Wednesday, February 22, 2012

I Have a Surprise for You Charlie: Demons and Saints Murder of Josh Susan Powell Family

I Have a Surprise for You Charlie: Ending It With Fire

main: Demons and Saints: Murder of Susan Cox Powell's Family

Date: Feb 4, 2012 Saturday

"He had taken boxes of toys and books and donated them to the goodwill sometime over the weekend," Troyer said. "So this was definitely a deliberate, planned-out event.": 
- Josh Powell withdrew $7,000 in cash from a Pierce County bank account on Saturday, according to a search warrant served on Josh Powell's financial documents. 
Why wasn't anybody watching Josh?
Granny takes a plane ride for Christmas... she gets shaken down for trying to bring more than 4.5 oz of shampoo with her...Yet, a psycho like Josh Powell runs around withdrawing 7 grand, donating all the kids toys to charity, buying a wazoo load of gas in multiple cans... hey man, no problem! I didn't see anything? Did you see anything? He's just preparing a Superbowl party. It just does not make sense. 

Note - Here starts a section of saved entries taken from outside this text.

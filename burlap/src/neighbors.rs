//! The neighbor table: directly-heard peers and their signal history.
//!
//! Every successful reception refreshes the sender's entry and records RSSI/SNR in a small ring
//! buffer. Entries expire after `route_timeout` of silence; when the table is full the entry
//! that has been silent longest is evicted.

use crate::packet::NodeAddress;
use crate::time::{Duration, Instant};
use heapless::Vec;

/// Maximum number of tracked neighbors.
pub const MAX_NEIGHBORS: usize = 16;

/// Number of RSSI/SNR samples kept per neighbor.
pub const SIGNAL_WINDOW: usize = 8;

/// A directly-heard peer.
#[derive(Clone)]
pub struct Neighbor {
    /// The peer's address.
    pub address: NodeAddress,
    rssi: [i16; SIGNAL_WINDOW],
    snr: [i8; SIGNAL_WINDOW],
    samples: u8,
    cursor: u8,
    /// Total frames heard from this peer.
    pub packets_heard: u32,
    /// Time of the most recent reception.
    pub last_seen: Instant,
}

impl Neighbor {
    fn new(address: NodeAddress, now: Instant) -> Self {
        Neighbor {
            address,
            rssi: [0; SIGNAL_WINDOW],
            snr: [0; SIGNAL_WINDOW],
            samples: 0,
            cursor: 0,
            packets_heard: 0,
            last_seen: now,
        }
    }

    fn record(&mut self, rssi: i16, snr: i8, now: Instant) {
        let idx = usize::from(self.cursor);
        self.rssi[idx] = rssi;
        self.snr[idx] = snr;
        self.cursor = (self.cursor + 1) % SIGNAL_WINDOW as u8;
        if usize::from(self.samples) < SIGNAL_WINDOW {
            self.samples += 1;
        }
        self.packets_heard = self.packets_heard.wrapping_add(1);
        self.last_seen = now;
    }

    /// The most recently recorded RSSI in dBm.
    pub fn last_rssi(&self) -> i16 {
        if self.samples == 0 {
            return 0;
        }
        let idx = (usize::from(self.cursor) + SIGNAL_WINDOW - 1) % SIGNAL_WINDOW;
        self.rssi[idx]
    }

    /// The most recently recorded SNR in dB.
    pub fn last_snr(&self) -> i8 {
        if self.samples == 0 {
            return 0;
        }
        let idx = (usize::from(self.cursor) + SIGNAL_WINDOW - 1) % SIGNAL_WINDOW;
        self.snr[idx]
    }

    /// Windowed average RSSI in dBm.
    pub fn avg_rssi(&self) -> i16 {
        if self.samples == 0 {
            return i16::MIN;
        }
        let n = usize::from(self.samples);
        let sum: i32 = self.rssi[..n].iter().map(|&r| i32::from(r)).sum();
        (sum / n as i32) as i16
    }

    /// Windowed average SNR in dB.
    pub fn avg_snr(&self) -> i8 {
        if self.samples == 0 {
            return i8::MIN;
        }
        let n = usize::from(self.samples);
        let sum: i32 = self.snr[..n].iter().map(|&s| i32::from(s)).sum();
        (sum / n as i32) as i8
    }

    /// Link quality estimate in percent, combining windowed RSSI and SNR.
    pub fn quality(&self) -> u8 {
        if self.samples == 0 {
            return 0;
        }

        // RSSI contributes up to 70 points over the usable -120..-40 dBm span,
        // SNR up to 30 points over -20..+10 dB.
        let rssi = i32::from(self.avg_rssi()).clamp(-120, -40);
        let snr = i32::from(self.avg_snr()).clamp(-20, 10);
        let rssi_pts = (rssi + 120) * 70 / 80;
        let snr_pts = (snr + 20) * 30 / 30;
        (rssi_pts + snr_pts) as u8
    }
}

/// Fixed-capacity table of directly-heard peers.
pub struct NeighborTable {
    entries: Vec<Neighbor, MAX_NEIGHBORS>,
}

impl NeighborTable {
    pub fn new() -> Self {
        NeighborTable {
            entries: Vec::new(),
        }
    }

    /// Records a reception from `address`, creating the entry on first contact.
    ///
    /// Returns `true` when this was the first time the peer was heard (or re-heard after an
    /// expiry), which the DTN layer uses as its contact-opportunity trigger.
    pub fn record(&mut self, address: NodeAddress, rssi: i16, snr: i8, now: Instant) -> bool {
        if let Some(entry) = self.entries.iter_mut().find(|n| n.address == address) {
            entry.record(rssi, snr, now);
            return false;
        }

        if self.entries.is_full() {
            // Evict the peer that has been silent longest.
            let victim = self
                .entries
                .iter()
                .enumerate()
                .max_by_key(|(_, n)| now.duration_since(n.last_seen).as_millis())
                .map(|(i, _)| i);
            if let Some(i) = victim {
                self.entries.swap_remove(i);
            }
        }

        let mut entry = Neighbor::new(address, now);
        entry.record(rssi, snr, now);
        let _ = self.entries.push(entry);
        true
    }

    /// Looks up a neighbor by address.
    pub fn get(&self, address: NodeAddress) -> Option<&Neighbor> {
        self.entries.iter().find(|n| n.address == address)
    }

    /// Returns whether `address` is a currently-tracked direct neighbor.
    pub fn contains(&self, address: NodeAddress) -> bool {
        self.get(address).is_some()
    }

    /// Drops entries that have been silent for longer than `timeout`.
    pub fn expire(&mut self, now: Instant, timeout: Duration) {
        let mut i = 0;
        while i < self.entries.len() {
            if now.duration_since(self.entries[i].last_seen) > timeout {
                self.entries.swap_remove(i);
            } else {
                i += 1;
            }
        }
    }

    /// Iterates over all tracked neighbors.
    pub fn iter(&self) -> impl Iterator<Item = &Neighbor> {
        self.entries.iter()
    }

    /// Number of tracked neighbors.
    pub fn len(&self) -> usize {
        self.entries.len()
    }

    pub fn is_empty(&self) -> bool {
        self.entries.is_empty()
    }
}

#[cfg(test)]
mod tests {
    use super::*;

    fn at(ms: u32) -> Instant {
        Instant::from_raw_millis(ms)
    }

    #[test]
    fn ring_buffer_averages() {
        let mut table = NeighborTable::new();
        let peer = NodeAddress::new(0xA1);

        assert!(table.record(peer, -80, 5, at(0)));
        for i in 1..=9u32 {
            assert!(!table.record(peer, -80 - i as i16, 5, at(i * 100)));
        }

        let n = table.get(peer).unwrap();
        // Only the last 8 samples (-82..=-89) remain in the window; their mean truncates to -85.
        assert_eq!(n.avg_rssi(), -85);
        assert_eq!(n.last_rssi(), -89);
        assert_eq!(n.packets_heard, 10);
    }

    #[test]
    fn expiry_removes_silent_peers() {
        let mut table = NeighborTable::new();
        table.record(NodeAddress::new(1), -70, 8, at(0));
        table.record(NodeAddress::new(2), -70, 8, at(200_000));

        table.expire(at(320_000), Duration::from_secs(300));
        assert!(!table.contains(NodeAddress::new(1)));
        assert!(table.contains(NodeAddress::new(2)));
    }

    #[test]
    fn full_table_evicts_most_silent() {
        let mut table = NeighborTable::new();
        for i in 0..MAX_NEIGHBORS as u32 {
            table.record(NodeAddress::new(i + 1), -70, 8, at(i * 1000));
        }
        assert_eq!(table.len(), MAX_NEIGHBORS);

        table.record(NodeAddress::new(0x99), -70, 8, at(1_000_000));
        assert_eq!(table.len(), MAX_NEIGHBORS);
        assert!(table.contains(NodeAddress::new(0x99)));
        // The peer last heard at t=0 was the victim.
        assert!(!table.contains(NodeAddress::new(1)));
    }

    #[test]
    fn quality_tracks_signal() {
        let mut strong = NeighborTable::new();
        strong.record(NodeAddress::new(1), -50, 10, at(0));
        let mut weak = NeighborTable::new();
        weak.record(NodeAddress::new(1), -118, -18, at(0));

        assert!(strong.get(NodeAddress::new(1)).unwrap().quality() > 80);
        assert!(weak.get(NodeAddress::new(1)).unwrap().quality() < 15);
    }
}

Jennifer and Kirk Graves later revealed their plan to eventually care for the children. The Graves had said they were working to adopt 7-year-old Charlie and 5-year-old Braden Powell into their family and raise them as their own children, "until (Susan) can take over again," Jennifer Graves said. A significant reminder of those plans now sits in their driveway — a 15-passenger van the couple purchased to make room for their family of seven they hoped would grow by two more.

Date: Feb 5, 2012 Sunday

Event Josh Powell and his sons are killed in an explosion he set inside Powell's Washington state home.

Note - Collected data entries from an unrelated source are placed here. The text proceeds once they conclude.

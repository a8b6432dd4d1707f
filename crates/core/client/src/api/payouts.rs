use billplz_core::{BillplzResult, CreatePayout, CreatePayoutCollection, Payout, PayoutCollection, Version};

use crate::client::{resolve_id, BillplzClient};
use crate::dispatcher::{HttpMethod, RequestOptions};

impl BillplzClient {
    /// Creates a payout (mass payment instruction) collection (v4).
    pub async fn create_payout_collection(
        &self,
        title: impl Into<String>,
        options: &RequestOptions,
    ) -> BillplzResult<PayoutCollection> {
        let body = CreatePayoutCollection { title: title.into() };
        self.dispatcher()
            .caller(
                HttpMethod::Post,
                self.url(Some(Version::V4), "mass_payment_instruction_collections"),
                "create_payout_collection",
            )
            .send_json(&body, options)
            .await
    }

    pub async fn get_payout_collection(
        &self,
        payout_collection_id: Option<&str>,
        options: &RequestOptions,
    ) -> BillplzResult<PayoutCollection> {
        let id = resolve_id(
            payout_collection_id,
            self.config().payout_collection_id.as_ref(),
            "payout collection",
        )?;
        let url = self.url(
            Some(Version::V4),
            &format!("mass_payment_instruction_collections/{}", id),
        );
        self.dispatcher()
            .caller(HttpMethod::Get, url, "get_payout_collection")
            .send(options)
            .await
    }

    pub async fn create_payout(&self, payout: &CreatePayout, options: &RequestOptions) -> BillplzResult<Payout> {
        self.dispatcher()
            .caller(
                HttpMethod::Post,
                self.url(Some(Version::V4), "mass_payment_instructions"),
                "create_payout",
            )
            .send_json(payout, options)
            .await
    }

    pub async fn get_payout(&self, payout_id: Option<&str>, options: &RequestOptions) -> BillplzResult<Payout> {
        let id = resolve_id(payout_id, self.config().payout_id.as_ref(), "payout")?;
        let url = self.url(Some(Version::V4), &format!("mass_payment_instructions/{}", id));
        self.dispatcher()
            .caller(HttpMethod::Get, url, "get_payout")
            .send(options)
            .await
    }
}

Elizabeth Griffin-Hall picks up boys for a supervised visitation from the Cox grandparents home in her  Toyota Prius. It is the last time the Coxes see their grandchildren. They were playing with their cousins and they were told they could play again when they got back. These visits were originally held in an office, but they were disruptive and eventually took place at Josh Powell's home and nobody saw any problems with that, although the Cox's were apprehensive at first. Nobody expected today to be any different.

20 min before attack: 
Josh Powell's final words to his loved ones, the voicemail he left for his family just 20 minutes before attacking his two young boys, Braden, 5, and Charles, 7, with a hatchet and igniting a gas leak that blew up his house on Sunday afternoon. "I am not able to live without my sons, and I'm not able to go on anymore. I'm sorry to everyone I've hurt. Goodbye," the voicemail message said.

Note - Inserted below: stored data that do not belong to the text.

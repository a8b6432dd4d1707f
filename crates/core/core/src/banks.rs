//! Bank and payment gateway code tables.

/// Payout recipient banks, keyed by SWIFT code.
pub const BANK_CODES: &[(&str, &str)] = &[
    ("PHBMMYKL", "Affin Bank Berhad"),
    ("BPMBMYKL", "AGROBANK / BANK PERTANIAN MALAYSIA BERHAD"),
    ("MFBBMYKL", "Alliance Bank Malaysia Berhad"),
    ("RJHIMYKL", "AL RAJHI BANKING & INVESTMENT CORPORATION (MALAYSIA) BERHAD"),
    ("ARBKMYKL", "AmBank (M) Berhad"),
    ("BIMBMYKL", "Bank Islam Malaysia Berhad"),
    ("BKRMMYKL", "Bank Kerjasama Rakyat Malaysia Berhad"),
    ("BMMBMYKL", "Bank Muamalat (Malaysia) Berhad"),
    ("BSNAMYK1", "Bank Simpanan Nasional Berhad"),
    ("CIBBMYKL", "CIMB Bank Berhad"),
    ("CITIMYKL", "Citibank Berhad"),
    ("HLBBMYKL", "Hong Leong Bank Berhad"),
    ("HBMBMYKL", "HSBC Bank Malaysia Berhad"),
    ("KFHOMYKL", "Kuwait Finance House"),
    ("MBBEMYKL", "Maybank / Malayan Banking Berhad"),
    ("OCBCMYKL", "OCBC Bank (Malaysia) Berhad"),
    ("PBBEMYKL", "Public Bank Berhad"),
    ("RHBBMYKL", "RHB Bank Berhad"),
    ("SCBLMYKX", "Standard Chartered Bank (Malaysia) Berhad"),
    ("UOVBMYKL", "United Overseas Bank (Malaysia) Berhad"),
];

/// Display names for FPX bank and payment gateway codes.
pub const PAYMENT_GATEWAY_ABBR: &[(&str, &str)] = &[
    ("ABMB0212", "Alliance Bank"),
    ("ABB0233", "Affin Bank"),
    ("AMBB0209", "AmBank"),
    ("BCBB0235", "CIMB Clicks"),
    ("BIMB0340", "Bank Islam"),
    ("BKRM0602", "Bank Rakyat"),
    ("BMMB0341", "Bank Muamalat"),
    ("BSN0601", "BSN"),
    ("CIT0217", "Citibank Berhad"),
    ("HLB0224", "Hong Leong Bank"),
    ("HSBC0223", "HSBC Bank"),
    ("KFH0346", "Kuwait Finance House"),
    ("MB2U0227", "Maybank2u"),
    ("MBB0227", "Maybank2E"),
    ("MBB0228", "Maybank2E"),
    ("OCBC0229", "OCBC Bank"),
    ("PBB0233", "Public Bank"),
    ("RHB0218", "RHB Now"),
    ("SCB0216", "Standard Chartered"),
    ("UOB0226", "UOB Bank"),
    ("BP-PPL01", "PayPal"),
    ("BP-2C2P1", "e-pay"),
    ("BP-2C2PC", "Visa / Mastercard"),
    ("BP-2C2PU", "UnionPay"),
    ("BP-OCBC1", "Visa / Mastercard"),
    ("BP-BST01", "Boost"),
    ("BP-SGP01", "Senangpay"),
    // staging only
    ("TEST0001", "Test 0001"),
    ("TEST0002", "Test 0002"),
    ("TEST0003", "Test 0003"),
    ("TEST0004", "Test 0004"),
    ("TEST0021", "Test 0021"),
    ("TEST0022", "Test 0022"),
    ("TEST0023", "Test 0023"),
    ("BP-FKR01", "Billplz Simulator"),
];

fn lookup(table: &'static [(&'static str, &'static str)], code: &str) -> Option<&'static str> {
    table.iter().find(|(c, _)| *c == code).map(|(_, name)| *name)
}

/// Returns the bank name for a payout SWIFT code.
pub fn bank_name(swift_code: &str) -> Option<&'static str> {
    lookup(BANK_CODES, swift_code)
}

/// Returns the display name for an FPX bank or payment gateway code.
pub fn payment_gateway_name(code: &str) -> Option<&'static str> {
    lookup(PAYMENT_GATEWAY_ABBR, code)
}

Timeline of 911 log in Josh Powell response

Highlights of the 911 log detailing the police and fire response to Josh Powell's home on Sunday:

"The visit supervisor for this particular agency had taken the children to the home. When she does that, she sits through the visit and might take notes on her observations," Hill said

 "She pulled up in the car, and the kids ran out ahead of her. He closed the door and locked it. She wasn't able to get in, and that's when she smelled gas.
Powell let the boys in the house, then blocked the social worker from entering, said Graham Fire and Rescue Chief Gary Franz.

12:05 A lawyer for Powell said he received a three-word email from his client just minutes before Powell and his two boys died in a house blaze. It said, "I'm sorry, goodbye." Attorney Jeffrey Bassett told The Associated Press the email arrived at 12:05 p.m. Sunday, but he didn't see it until two hours later, when others informed him of the fire. 

Jeff Bassett, Josh Powell's attorney, told the 911 operator about an email he received from his client.
"I understand he may have had an explosion. I may have some information," he told the operator after identifying himself.
When asked what information, he replied, "Just if it was an accident or if it was more than that. I got an email from my client and that could give every indication it was intentional. ... Basically, it says 'I'm sorry and goodbye.'"
Ed Wadagnolo, who said Powell worked for him, called 911 after seeing news of the house explosion and said he received a similar "strange email" that read, "I'm sorry. Goodbye."
Both Bassett and Wadagnolo said they received the emails at 12:05 p.m.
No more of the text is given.